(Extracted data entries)
------------------------------------------------------------------------

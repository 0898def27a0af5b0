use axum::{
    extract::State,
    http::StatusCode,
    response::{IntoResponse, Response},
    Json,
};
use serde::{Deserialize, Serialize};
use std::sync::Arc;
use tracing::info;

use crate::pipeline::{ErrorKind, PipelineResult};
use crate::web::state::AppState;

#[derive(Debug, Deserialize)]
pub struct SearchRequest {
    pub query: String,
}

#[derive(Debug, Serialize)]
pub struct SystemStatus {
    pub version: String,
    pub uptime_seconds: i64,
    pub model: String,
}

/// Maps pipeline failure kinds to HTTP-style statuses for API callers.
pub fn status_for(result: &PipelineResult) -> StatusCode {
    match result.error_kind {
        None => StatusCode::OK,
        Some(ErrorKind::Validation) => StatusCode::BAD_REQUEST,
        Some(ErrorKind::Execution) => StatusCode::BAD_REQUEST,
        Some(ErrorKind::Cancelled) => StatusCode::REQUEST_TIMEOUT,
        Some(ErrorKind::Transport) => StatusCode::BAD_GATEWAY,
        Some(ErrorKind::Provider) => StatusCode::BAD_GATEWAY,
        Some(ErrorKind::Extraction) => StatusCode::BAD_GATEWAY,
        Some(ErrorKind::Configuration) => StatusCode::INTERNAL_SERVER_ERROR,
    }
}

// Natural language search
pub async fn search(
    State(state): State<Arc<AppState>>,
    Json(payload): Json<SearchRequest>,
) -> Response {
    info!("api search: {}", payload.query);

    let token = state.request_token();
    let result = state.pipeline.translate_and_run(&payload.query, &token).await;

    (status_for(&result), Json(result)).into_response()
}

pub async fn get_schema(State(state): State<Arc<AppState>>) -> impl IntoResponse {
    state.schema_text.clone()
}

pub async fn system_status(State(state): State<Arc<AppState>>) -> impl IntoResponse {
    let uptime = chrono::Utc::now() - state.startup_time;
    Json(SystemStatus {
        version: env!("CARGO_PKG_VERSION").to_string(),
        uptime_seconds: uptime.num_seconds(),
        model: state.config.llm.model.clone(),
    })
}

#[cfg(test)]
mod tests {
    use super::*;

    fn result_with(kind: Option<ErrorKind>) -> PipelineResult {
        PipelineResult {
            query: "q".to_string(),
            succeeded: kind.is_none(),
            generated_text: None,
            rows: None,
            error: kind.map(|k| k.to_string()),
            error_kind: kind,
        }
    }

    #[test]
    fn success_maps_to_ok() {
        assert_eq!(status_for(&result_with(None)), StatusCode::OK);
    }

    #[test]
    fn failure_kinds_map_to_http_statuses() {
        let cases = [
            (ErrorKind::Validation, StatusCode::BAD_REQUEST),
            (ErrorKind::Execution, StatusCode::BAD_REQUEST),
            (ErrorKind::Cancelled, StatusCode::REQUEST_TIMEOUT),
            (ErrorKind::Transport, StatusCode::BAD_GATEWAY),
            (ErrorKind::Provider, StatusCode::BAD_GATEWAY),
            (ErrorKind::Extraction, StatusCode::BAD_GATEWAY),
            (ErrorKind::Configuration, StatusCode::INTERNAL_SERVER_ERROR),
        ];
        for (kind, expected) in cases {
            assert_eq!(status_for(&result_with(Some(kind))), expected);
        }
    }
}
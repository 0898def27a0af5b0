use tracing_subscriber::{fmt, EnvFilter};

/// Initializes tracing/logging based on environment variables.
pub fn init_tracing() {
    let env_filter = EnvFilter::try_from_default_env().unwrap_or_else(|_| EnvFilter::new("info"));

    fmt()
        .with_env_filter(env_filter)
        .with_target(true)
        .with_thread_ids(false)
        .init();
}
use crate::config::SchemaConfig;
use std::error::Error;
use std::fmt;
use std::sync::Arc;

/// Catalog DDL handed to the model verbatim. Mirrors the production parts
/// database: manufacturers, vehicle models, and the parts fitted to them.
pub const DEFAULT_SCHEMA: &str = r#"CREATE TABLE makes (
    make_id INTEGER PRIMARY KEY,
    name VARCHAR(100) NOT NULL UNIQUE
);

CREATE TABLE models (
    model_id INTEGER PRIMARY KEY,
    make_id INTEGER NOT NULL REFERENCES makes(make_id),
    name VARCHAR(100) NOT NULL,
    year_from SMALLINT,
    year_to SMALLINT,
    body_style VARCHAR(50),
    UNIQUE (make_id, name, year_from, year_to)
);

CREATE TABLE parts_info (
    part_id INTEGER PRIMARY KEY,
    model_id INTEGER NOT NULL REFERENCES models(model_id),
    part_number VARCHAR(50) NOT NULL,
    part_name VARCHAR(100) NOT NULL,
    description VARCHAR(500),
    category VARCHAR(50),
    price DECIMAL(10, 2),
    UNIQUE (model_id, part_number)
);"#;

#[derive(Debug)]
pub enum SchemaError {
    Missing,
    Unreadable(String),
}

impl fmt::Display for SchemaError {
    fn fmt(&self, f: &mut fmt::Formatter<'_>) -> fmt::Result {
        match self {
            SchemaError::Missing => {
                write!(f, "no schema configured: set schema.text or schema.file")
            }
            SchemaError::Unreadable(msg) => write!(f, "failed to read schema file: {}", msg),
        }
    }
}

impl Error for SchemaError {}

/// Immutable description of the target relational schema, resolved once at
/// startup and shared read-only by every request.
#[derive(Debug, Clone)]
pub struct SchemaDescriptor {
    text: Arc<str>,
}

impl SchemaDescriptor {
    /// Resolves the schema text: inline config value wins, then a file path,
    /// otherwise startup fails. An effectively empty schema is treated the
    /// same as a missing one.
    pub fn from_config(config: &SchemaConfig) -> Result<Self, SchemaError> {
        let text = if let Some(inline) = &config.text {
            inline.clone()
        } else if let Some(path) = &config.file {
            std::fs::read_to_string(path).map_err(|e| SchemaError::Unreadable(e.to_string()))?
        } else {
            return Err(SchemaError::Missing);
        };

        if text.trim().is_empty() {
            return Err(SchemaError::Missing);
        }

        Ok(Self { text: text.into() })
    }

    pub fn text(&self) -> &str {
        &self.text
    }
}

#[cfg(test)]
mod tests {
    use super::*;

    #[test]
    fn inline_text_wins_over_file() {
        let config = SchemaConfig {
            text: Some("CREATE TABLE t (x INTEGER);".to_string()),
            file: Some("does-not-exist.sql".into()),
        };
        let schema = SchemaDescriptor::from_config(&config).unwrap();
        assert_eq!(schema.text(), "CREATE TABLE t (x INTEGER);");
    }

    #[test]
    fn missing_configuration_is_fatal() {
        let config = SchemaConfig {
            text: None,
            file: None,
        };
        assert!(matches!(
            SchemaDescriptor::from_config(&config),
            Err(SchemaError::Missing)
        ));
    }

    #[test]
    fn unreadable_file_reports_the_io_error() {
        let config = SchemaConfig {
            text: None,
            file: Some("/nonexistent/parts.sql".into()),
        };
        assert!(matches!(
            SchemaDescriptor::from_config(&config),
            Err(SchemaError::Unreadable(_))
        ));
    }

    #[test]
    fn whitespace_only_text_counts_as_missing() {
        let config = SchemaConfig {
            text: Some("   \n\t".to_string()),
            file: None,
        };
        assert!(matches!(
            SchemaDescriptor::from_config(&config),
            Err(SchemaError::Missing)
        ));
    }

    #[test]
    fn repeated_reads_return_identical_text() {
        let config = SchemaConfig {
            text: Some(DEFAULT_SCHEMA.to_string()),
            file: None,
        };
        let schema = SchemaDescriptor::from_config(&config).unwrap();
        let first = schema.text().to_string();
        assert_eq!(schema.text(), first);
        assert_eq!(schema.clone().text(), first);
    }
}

------------------------------------------------------------------------

Pull out every line above that holds the word "NULL".

▶ [Your solution]
    name VARCHAR(100) NOT NULL UNIQUE
    make_id INTEGER NOT NULL REFERENCES makes(make_id),
    name VARCHAR(100) NOT NULL,
    model_id INTEGER NOT NULL REFERENCES models(model_id),
    part_number VARCHAR(50) NOT NULL,
    part_name VARCHAR(100) NOT NULL,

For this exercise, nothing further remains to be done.